==== MATERIAL PROVIDED
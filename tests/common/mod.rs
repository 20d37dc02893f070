#![allow(dead_code)]

use assert_cmd::Command;
use assert_fs::TempDir;
use assert_fs::prelude::{FileWriteStr, PathChild};
use rstest::fixture;
use std::path::{Path, PathBuf};

#[fixture]
pub fn workspace_dir() -> TempDir {
    TempDir::new().expect("Failed to create temp dir")
}

#[fixture]
pub fn old_text() -> String {
    "line1\nline2\nline3\nline4".to_string()
}

#[fixture]
pub fn new_text() -> String {
    "line2\nline3_modified\nline4\nline5".to_string()
}

/// Writes `old.txt` and `new.txt` into `dir` and returns their paths.
pub fn write_inputs(dir: &TempDir, old: &str, new: &str) -> (PathBuf, PathBuf) {
    let old_file = dir.child("old.txt");
    let new_file = dir.child("new.txt");
    old_file.write_str(old).expect("Failed to write old text");
    new_file.write_str(new).expect("Failed to write new text");

    (old_file.path().to_path_buf(), new_file.path().to_path_buf())
}

pub fn run_redline_command(dir: &Path, args: &[&str]) -> Command {
    let mut cmd = Command::cargo_bin("redline").expect("Failed to find redline binary");
    cmd.env_remove("REDLINE_HOME");
    cmd.env_remove("RUST_LOG");
    cmd.current_dir(dir);
    for arg in args {
        cmd.arg(arg);
    }
    cmd
}

pub fn stdout_of(cmd: &mut Command) -> String {
    let output = cmd.assert().success();
    String::from_utf8(output.get_output().stdout.clone()).expect("stdout is not UTF-8")
}
use crate::artifacts::diff::summary::{DiffReport, RenderKind};
use crate::artifacts::render::Render;
use colored::Colorize;
use derive_new::new;
use std::io::Write;

/// Renders the new-text view with a marker column, colored when enabled.
#[derive(Debug, Clone, Copy, new)]
pub struct TerminalRenderer {
    color: bool,
}

impl TerminalRenderer {
    fn marker(kind: RenderKind) -> char {
        match kind {
            RenderKind::Added => '+',
            RenderKind::Changed => '~',
            RenderKind::Unchanged => ' ',
        }
    }

    fn paint(&self, kind: RenderKind, text: String) -> String {
        if !self.color {
            return text;
        }

        match kind {
            RenderKind::Added => text.green().to_string(),
            RenderKind::Changed => text.yellow().to_string(),
            RenderKind::Unchanged => text,
        }
    }
}

impl Render for TerminalRenderer {
    fn render<T: AsRef<str>>(
        &self,
        report: &DiffReport<T>,
        writer: &mut dyn Write,
    ) -> anyhow::Result<()> {
        for line in report.lines() {
            let text = format!("{} {}", Self::marker(line.kind()), line.line().as_ref());
            writeln!(writer, "{}", self.paint(line.kind(), text))?;
        }

        let stats = format!("Diff Stats: {}", report.stats());
        if self.color {
            writeln!(writer, "{}", stats.bold())?;
        } else {
            writeln!(writer, "{}", stats)?;
        }

        Ok(())
    }
}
========
In the listing above, locate the line containing "pub fn stdout_of(cmd: &mut" and the line containing "use colored::Colorize;", then transcribe both and every line between them verbatim.

● **ANSWER SECTION**:
pub fn stdout_of(cmd: &mut Command) -> String {
    let output = cmd.assert().success();
    String::from_utf8(output.get_output().stdout.clone()).expect("stdout is not UTF-8")
}
use crate::artifacts::diff::summary::{DiffReport, RenderKind};
use crate::artifacts::render::Render;
use colored::Colorize;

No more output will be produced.